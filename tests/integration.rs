//! Integration tests for the galley layout pipeline.
//!
//! These tests exercise the full path from a text run to positioned,
//! paginated, selectable units. They verify:
//! - splitting produces the right unit sequence and adjacency flags
//! - line flow accumulates full widths (spacing included)
//! - pagination pushes boundary-straddling units and is idempotent
//! - selection queries resolve through the tracker, sentinels included
//! - the snapshot surface serializes what was laid out

use galley::layout::flow::{flow_into_lines, split_into_units};
use galley::{
    break_page, AttributeMap, BoxId, BreakOutcome, DocumentContext, FontInfo, ImageHandle,
    InlineBox, LayoutSnapshot, LayoutUnit, PageGeometry, SelectionSegment, SelectionTracker, Tag,
    UNSET_INDEX, UNSET_OFFSET,
};

// ─── Helpers ────────────────────────────────────────────────────

const WORD_WIDTH: f64 = 40.0;
const WORD_HEIGHT: f64 = 14.0;

fn paged_context(page_height: f64, margin_top: f64, word_spacing: f64) -> (DocumentContext, BoxId) {
    let mut ctx = DocumentContext::with_page(PageGeometry::new(page_height, margin_top).unwrap());
    let owner = ctx.push_box(InlineBox {
        word_spacing,
        font: FontInfo { left_padding: 0.0 },
    });
    (ctx, owner)
}

/// Fake measurement pass: fixed word metrics, as the font collaborator
/// would assign before flow.
fn measure(units: &mut [LayoutUnit]) {
    for unit in units.iter_mut() {
        if !unit.is_line_break() {
            unit.set_width(WORD_WIDTH);
            unit.set_height(WORD_HEIGHT);
        }
    }
}

// ─── End-to-end flow ────────────────────────────────────────────

#[test]
fn text_run_flows_into_lines_and_pages() {
    let (mut ctx, owner) = paged_context(100.0, 0.0, 2.0);
    let mut units = split_into_units(&mut ctx, owner, "one two three four", false);
    measure(&mut units);

    // 90pt line: two 40pt words plus spacing fit, a third does not.
    let lines = flow_into_lines(&mut units, &ctx, 0.0, 80.0, 90.0, 14.0);
    assert_eq!(lines, 2);

    // Line 1 sits at y=80 (bottom 94) and line 2 at y=94 (bottom 108):
    // line 2 straddles the page boundary at 100 and gets pushed.
    let mut moved = 0;
    for unit in &mut units {
        if break_page(unit, &ctx).is_moved() {
            moved += 1;
        }
    }
    assert_eq!(moved, 2);
    // remTop = 94 → top = 94 + (100 - 94 + 1) = 101.
    assert_eq!(units[2].top(), 101.0);
    assert_eq!(units[3].top(), 101.0);
    assert_eq!(units[0].top(), 80.0);

    // Repagination after the pass is a no-op.
    for unit in &mut units {
        assert_eq!(break_page(unit, &ctx), BreakOutcome::NotMoved);
    }
}

#[test]
fn full_width_drives_line_accumulation() {
    let (mut ctx, owner) = paged_context(800.0, 0.0, 3.0);
    let mut units = split_into_units(&mut ctx, owner, "a b", false);
    measure(&mut units);
    flow_into_lines(&mut units, &ctx, 10.0, 0.0, 1000.0, 14.0);

    // "a" has a trailing space, so the next word starts width + spacing on.
    assert_eq!(units[0].full_width(&ctx), WORD_WIDTH + 3.0);
    assert_eq!(units[1].left(), 10.0 + WORD_WIDTH + 3.0);
}

#[test]
fn image_units_carry_spacing_like_the_original_layout() {
    let (ctx, owner) = paged_context(800.0, 0.0, 5.0);
    let mut image = LayoutUnit::image(UnitIdSource::next(), Some(owner), ImageHandle::new(1), true);
    image.set_width(30.0);
    // Image-ness and trailing space each charge word spacing, additively.
    assert_eq!(image.full_width(&ctx), 40.0);
}

// Unit ids in direct-construction tests come from a plain counter; the
// document context issues them in the pipeline tests.
struct UnitIdSource;
impl UnitIdSource {
    fn next() -> galley::UnitId {
        use std::sync::atomic::{AtomicU64, Ordering};
        static NEXT: AtomicU64 = AtomicU64::new(1000);
        galley::UnitId::new(NEXT.fetch_add(1, Ordering::Relaxed))
    }
}

// ─── Pagination boundary scenarios ──────────────────────────────

#[test]
fn boundary_scenario_from_the_layout_contract() {
    let (mut ctx, owner) = paged_context(800.0, 0.0, 0.0);
    let id = ctx.next_unit_id();
    let mut unit = LayoutUnit::word(id, Some(owner), "w", false, false);
    unit.set_top(790.0);
    unit.set_height(20.0);

    assert_eq!(break_page(&mut unit, &ctx), BreakOutcome::Moved);
    assert_eq!(unit.top(), 801.0);
}

#[test]
fn non_boundary_scenario_stays_in_place() {
    let (mut ctx, owner) = paged_context(800.0, 0.0, 0.0);
    let id = ctx.next_unit_id();
    let mut unit = LayoutUnit::word(id, Some(owner), "w", false, false);
    unit.set_top(100.0);
    unit.set_height(50.0);

    assert_eq!(break_page(&mut unit, &ctx), BreakOutcome::NotMoved);
    assert_eq!(unit.top(), 100.0);
}

#[test]
fn oversized_unit_is_never_moved() {
    let (mut ctx, owner) = paged_context(800.0, 0.0, 0.0);
    let id = ctx.next_unit_id();
    let mut unit = LayoutUnit::word(id, Some(owner), "w", false, false);
    unit.set_top(790.0);
    unit.set_height(820.0);

    assert_eq!(break_page(&mut unit, &ctx), BreakOutcome::NotMoved);
}

// ─── Selection over laid-out units ──────────────────────────────

#[test]
fn selection_spans_words_with_partial_ends() {
    let (mut ctx, owner) = paged_context(800.0, 0.0, 2.0);
    let mut units = split_into_units(&mut ctx, owner, "hello brave world", false);
    measure(&mut units);
    flow_into_lines(&mut units, &ctx, 0.0, 0.0, 1000.0, 14.0);

    let mut tracker = SelectionTracker::new();
    // Drag started inside "hello", ended inside "world".
    tracker.attach(
        &units[0],
        SelectionSegment {
            start_index: Some(2),
            start_offset: Some(16.0),
            ..SelectionSegment::default()
        },
    );
    tracker.attach(&units[1], SelectionSegment::full());
    tracker.attach(
        &units[2],
        SelectionSegment {
            end_index_offset: Some(3),
            end_offset: Some(24.0),
            ..SelectionSegment::default()
        },
    );

    assert_eq!(tracker.start_index(&units[0]), 2);
    assert_eq!(tracker.start_offset(&units[0]), 16.0);
    assert_eq!(tracker.end_index_offset(&units[0]), UNSET_INDEX);

    assert!(tracker.is_selected(&units[1]));
    assert_eq!(tracker.start_index(&units[1]), UNSET_INDEX);

    assert_eq!(tracker.end_index_offset(&units[2]), 3);
    assert_eq!(tracker.end_offset(&units[2]), 24.0);

    tracker.clear();
    for unit in &units {
        assert!(!tracker.is_selected(unit));
        assert_eq!(tracker.start_offset(unit), UNSET_OFFSET);
    }
}

// ─── Tags and events ────────────────────────────────────────────

#[test]
fn link_tag_attributes_feed_the_stylesheet_hook() {
    let mut attributes = AttributeMap::new();
    attributes.insert("rel".to_string(), "stylesheet".to_string());
    attributes.insert("href".to_string(), "app:theme".to_string());
    let tag = Tag::new("link", true, Some(attributes)).unwrap();

    let mut ctx = DocumentContext::new();
    ctx.on_stylesheet_load(Box::new(|event| {
        if event.attributes().get("rel").map(String::as_str) == Some("stylesheet") {
            event.set_src("themes/dark.css");
        }
    }));

    let src = tag.try_get_attribute("href", None).unwrap();
    let event = ctx.resolve_stylesheet(src, tag.attributes().cloned().unwrap());
    assert_eq!(event.replacement_src(), Some("themes/dark.css"));
}

// ─── Snapshot surface ───────────────────────────────────────────

#[test]
fn snapshot_reflects_flowed_geometry() {
    let (mut ctx, owner) = paged_context(800.0, 0.0, 2.0);
    let mut units = split_into_units(&mut ctx, owner, "hi there", false);
    measure(&mut units);
    flow_into_lines(&mut units, &ctx, 0.0, 0.0, 1000.0, 14.0);

    let tracker = SelectionTracker::new();
    let snapshot = LayoutSnapshot::capture(&units, &tracker);
    let json = snapshot.to_json().unwrap();
    let value: serde_json::Value = serde_json::from_str(&json).unwrap();

    assert_eq!(value["units"].as_array().unwrap().len(), 2);
    assert_eq!(value["units"][1]["x"], 42.0);
    assert_eq!(value["units"][0]["text"], "hi");
    assert_eq!(value["units"][0]["selected"], false);
}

____________

> **Problem statement**
Go through the data above and copy each line in which "surface" appears.

> **Result for this exercise**
//! - the snapshot surface serializes what was laid out
// ─── Snapshot surface ───────────────────────────────────────────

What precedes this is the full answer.